// Copyright (c) 2022-2023 The MobileCoin Foundation

//! Solana unsigned-transaction decoding and whitelist validation.
//!
//! The wire format is the legacy message encoding: a 3-byte header, a
//! compact-array of 32-byte account addresses, a 32-byte recent blockhash,
//! then a compact-array of instructions. Only System-Program `Transfer`,
//! Token-Program `TransferChecked` and the two ComputeBudget fee
//! instructions are interpreted; everything else decodes structurally and
//! is rejected by [`validate`]: a closed-world policy that prevents
//! blind-signing unknown instruction semantics.

use crate::cursor::{Cursor, DecodeError};

/// Account address length
pub const ACCOUNT_ADDRESS_LENGTH: usize = 32;

/// Blockhash length
pub const BLOCKHASH_LENGTH: usize = 32;

/// Maximum instructions per message: compute unit limit, compute unit
/// price, and one transfer (plus one spare for account creation)
pub const MAX_INSTRUCTIONS: usize = 4;

/// System program id (all zeroes)
pub const SYSTEM_PROGRAM_ID: [u8; 32] = [0u8; 32];

/// Token program id ("TokenkegQfeZyiNwAJbNbGKPFXCWuBvf9Ss623VQ5DA")
pub const TOKEN_PROGRAM_ID: [u8; 32] = [
    0x06, 0xdd, 0xf6, 0xe1, 0xd7, 0x65, 0xa1, 0x93, 0xd9, 0xcb, 0xe1, 0x46, 0xce, 0xeb, 0x79,
    0xac, 0x1c, 0xb4, 0x85, 0xed, 0x5f, 0x5b, 0x37, 0x91, 0x3a, 0x8c, 0xf5, 0x85, 0x7e, 0xff,
    0x00, 0xa9,
];

/// Compute budget program id ("ComputeBudget111111111111111111111111111111")
pub const COMPUTE_BUDGET_PROGRAM_ID: [u8; 32] = [
    0x03, 0x06, 0x46, 0x6f, 0xe5, 0x21, 0x17, 0x32, 0xff, 0xec, 0xad, 0xba, 0x72, 0xc3, 0x9b,
    0xe7, 0xbc, 0x8c, 0xe5, 0xbb, 0xc5, 0xf7, 0x12, 0x6b, 0x2c, 0x43, 0x9b, 0x3a, 0x40, 0x00,
    0x00, 0x00,
];

/// System-Program `Transfer` discriminant (little-endian u32 in the
/// instruction data)
pub const SYSTEM_TRANSFER: u32 = 2;

/// Token-Program `TransferChecked` discriminant (single byte)
pub const TOKEN_TRANSFER_CHECKED: u8 = 12;

/// ComputeBudget `SetComputeUnitLimit` discriminant
pub const SET_COMPUTE_UNIT_LIMIT: u8 = 2;

/// ComputeBudget `SetComputeUnitPrice` discriminant
pub const SET_COMPUTE_UNIT_PRICE: u8 = 3;

/// Decode / validation failures, host-coded via [`TxnError::code`]
#[derive(Copy, Clone, PartialEq, Debug, thiserror::Error)]
pub enum TxnError {
    #[error("structure shorter than required")]
    MinLength,
    #[error("compact-u16 overflow")]
    CompactU16Overflow,
    #[error("declared sizes exceed the buffer")]
    ReadSizeMismatch,
    #[error("unsupported program id")]
    UnsupportedProgram,
    #[error("unsupported instruction for a known program")]
    UnsupportedInstruction,
    #[error("too many instructions")]
    UnsupportedInstructionCount,
    #[error("account index out of range")]
    IndexOutOfRange,
    #[error("no transfer instruction present")]
    MissingTransfer,
    #[error("more than one transfer instruction")]
    DuplicateTransfer,
}

impl TxnError {
    /// Stable numeric code reported to the host
    pub fn code(&self) -> u32 {
        match self {
            TxnError::MissingTransfer | TxnError::DuplicateTransfer => 1,
            TxnError::MinLength => 2,
            TxnError::CompactU16Overflow => 3,
            TxnError::ReadSizeMismatch => 4,
            TxnError::UnsupportedProgram => 5,
            TxnError::UnsupportedInstruction => 6,
            TxnError::UnsupportedInstructionCount => 7,
            TxnError::IndexOutOfRange => 8,
        }
    }
}

impl From<DecodeError> for TxnError {
    fn from(_: DecodeError) -> Self {
        TxnError::ReadSizeMismatch
    }
}

impl From<TxnError> for crate::error::Error {
    fn from(e: TxnError) -> Self {
        crate::error::Error::InvalidTxn(e.code())
    }
}

/// Read a compact-u16: little-endian base-128 varint capped at 3 bytes.
///
/// A value needing a fourth continuation byte, or exceeding `u16::MAX`,
/// is an overflow error, never silently truncated.
pub fn read_compact_u16(c: &mut Cursor) -> Result<u16, TxnError> {
    let mut value: u32 = 0;

    for i in 0..3 {
        let byte = c.read_u8()?;
        value |= ((byte & 0x7f) as u32) << (7 * i);
        if byte & 0x80 == 0 {
            if value > u16::MAX as u32 {
                return Err(TxnError::CompactU16Overflow);
            }
            return Ok(value as u16);
        }
    }

    Err(TxnError::CompactU16Overflow)
}

/// Encode a compact-u16 (host-side / test helper)
pub fn encode_compact_u16(mut value: u16) -> Vec<u8> {
    let mut out = Vec::with_capacity(3);
    loop {
        let byte = (value & 0x7f) as u8;
        value >>= 7;
        if value != 0 {
            out.push(byte | 0x80);
        } else {
            out.push(byte);
            return out;
        }
    }
}

/// System-Program `Transfer` fields
#[derive(Copy, Clone, PartialEq, Debug)]
pub struct TransferData {
    pub funding_account: [u8; ACCOUNT_ADDRESS_LENGTH],
    pub recipient_account: [u8; ACCOUNT_ADDRESS_LENGTH],
    pub lamports: u64,
}

/// Token-Program `TransferChecked` fields
#[derive(Copy, Clone, PartialEq, Debug)]
pub struct TransferCheckedData {
    pub source: [u8; ACCOUNT_ADDRESS_LENGTH],
    pub token_mint: [u8; ACCOUNT_ADDRESS_LENGTH],
    pub destination: [u8; ACCOUNT_ADDRESS_LENGTH],
    pub owner: [u8; ACCOUNT_ADDRESS_LENGTH],
    pub amount: u64,
    pub decimals: u8,
}

/// Interpreted instruction payloads; `Other` decodes structurally and is
/// rejected at validation
#[derive(Copy, Clone, PartialEq, Debug)]
pub enum InstructionKind {
    Transfer(TransferData),
    TransferChecked(TransferCheckedData),
    ComputeUnitLimit(u32),
    ComputeUnitPrice(u64),
    Other,
}

/// One decoded instruction
#[derive(Clone, PartialEq, Debug)]
pub struct Instruction {
    pub program_id_index: u8,
    pub account_indices: Vec<u8>,
    pub data: Vec<u8>,
    pub kind: InstructionKind,
}

/// Decoded unsigned message: a validated copy of the fields needed for
/// display and signing. Produced once, read-only afterwards.
#[derive(Clone, PartialEq, Debug)]
pub struct UnsignedMessage {
    pub required_signatures_count: u8,
    pub read_only_signed_count: u8,
    pub read_only_unsigned_count: u8,

    pub account_addresses: Vec<[u8; ACCOUNT_ADDRESS_LENGTH]>,

    pub blockhash: [u8; BLOCKHASH_LENGTH],
    /// Byte offset of the blockhash within the raw buffer, used for the
    /// pre-signing substitution
    pub blockhash_offset: usize,

    pub instructions: Vec<Instruction>,

    /// ComputeBudget extension values (zero when absent)
    pub compute_unit_limit: u32,
    pub compute_unit_price_micro_lamports: u64,
}

impl UnsignedMessage {
    /// The single whitelisted transfer instruction, if present
    pub fn transfer(&self) -> Option<&InstructionKind> {
        self.instructions.iter().find_map(|i| match &i.kind {
            k @ (InstructionKind::Transfer(_) | InstructionKind::TransferChecked(_)) => Some(k),
            _ => None,
        })
    }

    /// Priority fee in micro-lamports: 128-bit product of the compute-unit
    /// price and limit
    pub fn priority_fee_micro_lamports(&self) -> u128 {
        self.compute_unit_price_micro_lamports as u128 * self.compute_unit_limit as u128
    }
}

fn account_at(
    addresses: &[[u8; ACCOUNT_ADDRESS_LENGTH]],
    index: u8,
) -> Result<[u8; ACCOUNT_ADDRESS_LENGTH], TxnError> {
    addresses
        .get(index as usize)
        .copied()
        .ok_or(TxnError::IndexOutOfRange)
}

fn classify(
    addresses: &[[u8; ACCOUNT_ADDRESS_LENGTH]],
    program_id_index: u8,
    account_indices: &[u8],
    data: &[u8],
) -> Result<InstructionKind, TxnError> {
    let program_id = match addresses.get(program_id_index as usize) {
        Some(p) => p,
        // range-checked again at validation, structural decode continues
        None => return Ok(InstructionKind::Other),
    };

    if *program_id == SYSTEM_PROGRAM_ID {
        if account_indices.is_empty() || data.is_empty() {
            return Err(TxnError::MinLength);
        }
        if data.len() >= 12 {
            let mut c = Cursor::new(data);
            let discriminant = c.read_u32_le()?;
            if discriminant == SYSTEM_TRANSFER {
                let lamports = c.read_u64_le()?;
                if account_indices.len() < 2 {
                    return Err(TxnError::MinLength);
                }
                return Ok(InstructionKind::Transfer(TransferData {
                    funding_account: account_at(addresses, account_indices[0])?,
                    recipient_account: account_at(addresses, account_indices[1])?,
                    lamports,
                }));
            }
        }
        Ok(InstructionKind::Other)
    } else if *program_id == TOKEN_PROGRAM_ID {
        if account_indices.is_empty() || data.is_empty() {
            return Err(TxnError::MinLength);
        }
        if data[0] == TOKEN_TRANSFER_CHECKED && data.len() >= 10 {
            let mut c = Cursor::new(&data[1..]);
            let amount = c.read_u64_le()?;
            let decimals = c.read_u8()?;
            if account_indices.len() < 4 {
                return Err(TxnError::MinLength);
            }
            return Ok(InstructionKind::TransferChecked(TransferCheckedData {
                source: account_at(addresses, account_indices[0])?,
                token_mint: account_at(addresses, account_indices[1])?,
                destination: account_at(addresses, account_indices[2])?,
                owner: account_at(addresses, account_indices[3])?,
                amount,
                decimals,
            }));
        }
        Ok(InstructionKind::Other)
    } else if *program_id == COMPUTE_BUDGET_PROGRAM_ID {
        if data.is_empty() {
            return Err(TxnError::MinLength);
        }
        match data[0] {
            SET_COMPUTE_UNIT_LIMIT if data.len() >= 5 => {
                let units = Cursor::new(&data[1..]).read_u32_le()?;
                Ok(InstructionKind::ComputeUnitLimit(units))
            }
            SET_COMPUTE_UNIT_PRICE if data.len() >= 9 => {
                let micro_lamports = Cursor::new(&data[1..]).read_u64_le()?;
                Ok(InstructionKind::ComputeUnitPrice(micro_lamports))
            }
            _ => Ok(InstructionKind::Other),
        }
    } else {
        Ok(InstructionKind::Other)
    }
}

/// Decode a raw unsigned transaction buffer.
///
/// Never reads past `bytes.len()`; trailing bytes after the last
/// instruction are tolerated (the full declared buffer is what gets
/// signed either way).
pub fn decode(bytes: &[u8]) -> Result<UnsignedMessage, TxnError> {
    let mut c = Cursor::new(bytes);

    let required_signatures_count = c.read_u8()?;
    let read_only_signed_count = c.read_u8()?;
    let read_only_unsigned_count = c.read_u8()?;

    let address_count = read_compact_u16(&mut c)?;
    if address_count == 0 {
        return Err(TxnError::MinLength);
    }

    let mut account_addresses = Vec::with_capacity(address_count as usize);
    for _ in 0..address_count {
        account_addresses.push(c.read_array::<ACCOUNT_ADDRESS_LENGTH>()?);
    }

    let blockhash_offset = c.offset();
    let blockhash = c.read_array::<BLOCKHASH_LENGTH>()?;

    let instruction_count = read_compact_u16(&mut c)?;
    if instruction_count == 0 {
        return Err(TxnError::MinLength);
    }
    if instruction_count as usize > MAX_INSTRUCTIONS {
        return Err(TxnError::UnsupportedInstructionCount);
    }

    let mut compute_unit_limit = 0u32;
    let mut compute_unit_price = 0u64;

    let mut instructions = Vec::with_capacity(instruction_count as usize);
    for _ in 0..instruction_count {
        let program_id_index = c.read_u8()?;

        let index_count = read_compact_u16(&mut c)?;
        let account_indices = c.read_bytes(index_count as usize)?.to_vec();

        let data_len = read_compact_u16(&mut c)?;
        let data = c.read_bytes(data_len as usize)?.to_vec();

        let kind = classify(&account_addresses, program_id_index, &account_indices, &data)?;

        match kind {
            InstructionKind::ComputeUnitLimit(units) => compute_unit_limit = units,
            InstructionKind::ComputeUnitPrice(p) => compute_unit_price = p,
            _ => (),
        }

        instructions.push(Instruction {
            program_id_index,
            account_indices,
            data,
            kind,
        });
    }

    Ok(UnsignedMessage {
        required_signatures_count,
        read_only_signed_count,
        read_only_unsigned_count,
        account_addresses,
        blockhash,
        blockhash_offset,
        instructions,
        compute_unit_limit,
        compute_unit_price_micro_lamports: compute_unit_price,
    })
}

/// Whitelist validation over a decoded message.
///
/// Anything not explicitly recognised is rejected, never passed through;
/// extending the supported set requires touching both [`decode`]'s
/// classifier and this function.
pub fn validate(msg: &UnsignedMessage) -> Result<(), TxnError> {
    if msg.instructions.len() > MAX_INSTRUCTIONS {
        return Err(TxnError::UnsupportedInstructionCount);
    }

    let mut transfer_found = false;

    for ins in &msg.instructions {
        let idx = ins.program_id_index as usize;
        // index zero is the fee payer, never a program
        if idx == 0 || idx >= msg.account_addresses.len() {
            return Err(TxnError::IndexOutOfRange);
        }

        let program_id = &msg.account_addresses[idx];

        if *program_id == SYSTEM_PROGRAM_ID {
            match ins.kind {
                InstructionKind::Transfer(_) => {
                    if transfer_found {
                        return Err(TxnError::DuplicateTransfer);
                    }
                    transfer_found = true;
                }
                _ => return Err(TxnError::UnsupportedInstruction),
            }
        } else if *program_id == TOKEN_PROGRAM_ID {
            match ins.kind {
                InstructionKind::TransferChecked(_) => {
                    if transfer_found {
                        return Err(TxnError::DuplicateTransfer);
                    }
                    transfer_found = true;
                }
                _ => return Err(TxnError::UnsupportedInstruction),
            }
        } else if *program_id == COMPUTE_BUDGET_PROGRAM_ID {
            match ins.kind {
                InstructionKind::ComputeUnitLimit(_) | InstructionKind::ComputeUnitPrice(_) => (),
                _ => return Err(TxnError::UnsupportedInstruction),
            }
        } else {
            return Err(TxnError::UnsupportedProgram);
        }
    }

    if !transfer_found {
        return Err(TxnError::MissingTransfer);
    }

    Ok(())
}

/// Substitute the latest blockhash into the raw transaction bytes before
/// signing
pub fn update_blockhash(
    transaction: &mut [u8],
    blockhash_offset: usize,
    blockhash: &[u8; BLOCKHASH_LENGTH],
) -> Result<(), TxnError> {
    let end = blockhash_offset
        .checked_add(BLOCKHASH_LENGTH)
        .ok_or(TxnError::ReadSizeMismatch)?;
    if end > transaction.len() {
        return Err(TxnError::ReadSizeMismatch);
    }
    transaction[blockhash_offset..end].copy_from_slice(blockhash);
    Ok(())
}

Task statement: Repeat verbatim the opening run of entries, ending with the line that contains "for account creation)".

Exercise response:
// Copyright (c) 2022-2023 The MobileCoin Foundation

//! Solana unsigned-transaction decoding and whitelist validation.
//!
//! The wire format is the legacy message encoding: a 3-byte header, a
//! compact-array of 32-byte account addresses, a 32-byte recent blockhash,
//! then a compact-array of instructions. Only System-Program `Transfer`,
//! Token-Program `TransferChecked` and the two ComputeBudget fee
//! instructions are interpreted; everything else decodes structurally and
//! is rejected by [`validate`]: a closed-world policy that prevents
//! blind-signing unknown instruction semantics.

use crate::cursor::{Cursor, DecodeError};

/// Account address length
pub const ACCOUNT_ADDRESS_LENGTH: usize = 32;

/// Blockhash length
pub const BLOCKHASH_LENGTH: usize = 32;

/// Maximum instructions per message: compute unit limit, compute unit
/// price, and one transfer (plus one spare for account creation)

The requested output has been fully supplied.